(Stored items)
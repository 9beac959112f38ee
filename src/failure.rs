//! Failure descriptors and the failure taxonomy.
//!
//! A [`Failure`] is the opaque, pointer-sized handle a promise stores when an
//! asynchronous computation fails. It carries:
//!
//! - a [`FailureKind`] discriminant (no stringly-typed errors),
//! - optional human-readable context,
//! - an optional underlying `std::error::Error` source,
//! - an optional *cause chain* of earlier failures.
//!
//! The cause chain is what keeps causality intact when a cleanup step fails
//! on top of an already-failed computation: the new failure is prepended and
//! the original remains reachable through [`Failure::root_cause`].
//!
//! Cloning a `Failure` is cheap (one `Arc` bump); the same descriptor may be
//! observed, logged, and re-surfaced without copying its payload.

use core::fmt;
use std::sync::Arc;

/// The kind of failure.
#[derive(Debug, Clone, Copy, PartialEq, Eq, Hash)]
pub enum FailureKind {
    // === Surfaced by the core itself ===
    /// The promise was destroyed while pending and a consumer existed.
    BrokenPromise,
    /// `get`/`wait` was called on a pending future outside a fiber context.
    NoFiber,

    // === Transparent (carried for the user, never inspected by the core) ===
    /// An I/O error.
    Io,
    /// A deadline or timeout expired.
    Timeout,
    /// The operation was cancelled by its owner.
    Cancelled,
    /// A user-defined failure.
    User,
}

impl fmt::Display for FailureKind {
    fn fmt(&self, f: &mut fmt::Formatter<'_>) -> fmt::Result {
        let name = match self {
            Self::BrokenPromise => "broken promise",
            Self::NoFiber => "no fiber context",
            Self::Io => "I/O error",
            Self::Timeout => "timeout",
            Self::Cancelled => "cancelled",
            Self::User => "user failure",
        };
        f.write_str(name)
    }
}

#[derive(Debug)]
struct FailureInner {
    kind: FailureKind,
    message: Option<String>,
    source: Option<Arc<dyn std::error::Error + Send + Sync>>,
    cause: Option<Failure>,
}

/// An opaque, type-erased failure descriptor.
///
/// Exactly one machine word wide: the whole payload lives behind a single
/// `Arc`, so storing a `Failure` in a value cell costs the same as storing a
/// pointer.
#[derive(Clone)]
pub struct Failure(Arc<FailureInner>);

impl Failure {
    /// Creates a new failure of the given kind.
    #[must_use]
    pub fn new(kind: FailureKind) -> Self {
        Self(Arc::new(FailureInner {
            kind,
            message: None,
            source: None,
            cause: None,
        }))
    }

    /// Creates a failure of the given kind with a message.
    #[must_use]
    pub fn with_message(kind: FailureKind, message: impl Into<String>) -> Self {
        Self(Arc::new(FailureInner {
            kind,
            message: Some(message.into()),
            source: None,
            cause: None,
        }))
    }

    /// Wraps an arbitrary error as a transparent failure.
    #[must_use]
    pub fn from_error(err: impl std::error::Error + Send + Sync + 'static) -> Self {
        Self(Arc::new(FailureInner {
            kind: FailureKind::User,
            message: Some(err.to_string()),
            source: Some(Arc::new(err)),
            cause: None,
        }))
    }

    /// The broken-promise failure synthesized when a promise is dropped
    /// while pending with a live consumer.
    #[must_use]
    pub fn broken_promise() -> Self {
        Self::with_message(
            FailureKind::BrokenPromise,
            "promise dropped before a value or failure was set",
        )
    }

    pub(crate) fn no_fiber() -> Self {
        Self::with_message(
            FailureKind::NoFiber,
            "blocking wait requires a fiber context",
        )
    }

    /// Returns a copy of this failure with `cause` attached as the next
    /// link of the cause chain.
    ///
    /// Used by `finally`: a failure raised during cleanup takes precedence
    /// but must keep the original failure reachable.
    #[must_use]
    pub fn caused_by(&self, cause: Failure) -> Self {
        Self(Arc::new(FailureInner {
            kind: self.0.kind,
            message: self.0.message.clone(),
            source: self.0.source.clone(),
            cause: Some(cause),
        }))
    }

    /// Returns the failure kind.
    #[must_use]
    pub fn kind(&self) -> FailureKind {
        self.0.kind
    }

    /// Returns true if this failure is of the given kind.
    #[must_use]
    pub fn is_kind(&self, kind: FailureKind) -> bool {
        self.0.kind == kind
    }

    /// Returns the attached message, if any.
    #[must_use]
    pub fn message(&self) -> Option<&str> {
        self.0.message.as_deref()
    }

    /// Returns the immediate cause, if any.
    #[must_use]
    pub fn cause(&self) -> Option<&Failure> {
        self.0.cause.as_ref()
    }

    /// Walks the cause chain and returns its last link.
    ///
    /// A failure with no cause is its own root.
    #[must_use]
    pub fn root_cause(&self) -> &Failure {
        let mut cur = self;
        while let Some(cause) = cur.cause() {
            cur = cause;
        }
        cur
    }

    /// Returns true if this failure or any failure in its cause chain is of
    /// the given kind.
    #[must_use]
    pub fn chain_contains(&self, kind: FailureKind) -> bool {
        let mut cur = Some(self);
        while let Some(f) = cur {
            if f.is_kind(kind) {
                return true;
            }
            cur = f.cause();
        }
        false
    }

    /// Returns true if two handles refer to the same descriptor.
    #[must_use]
    pub fn same_descriptor(&self, other: &Failure) -> bool {
        Arc::ptr_eq(&self.0, &other.0)
    }
}

impl fmt::Display for Failure {
    fn fmt(&self, f: &mut fmt::Formatter<'_>) -> fmt::Result {
        write!(f, "{}", self.0.kind)?;
        if let Some(msg) = &self.0.message {
            write!(f, ": {msg}")?;
        }
        Ok(())
    }
}

impl fmt::Debug for Failure {
    fn fmt(&self, f: &mut fmt::Formatter<'_>) -> fmt::Result {
        let mut d = f.debug_struct("Failure");
        d.field("kind", &self.0.kind);
        if let Some(msg) = &self.0.message {
            d.field("message", msg);
        }
        if let Some(cause) = &self.0.cause {
            d.field("cause", cause);
        }
        d.finish_non_exhaustive()
    }
}

impl std::error::Error for Failure {
    fn source(&self) -> Option<&(dyn std::error::Error + 'static)> {
        if let Some(cause) = &self.0.cause {
            return Some(cause);
        }
        self.0
            .source
            .as_ref()
            .map(|e| e.as_ref() as &(dyn std::error::Error + 'static))
    }
}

*Exercise requirements*. Find the lines in the records above that hold the word "field", and give only how many there are.

*Response for this exercise*. 3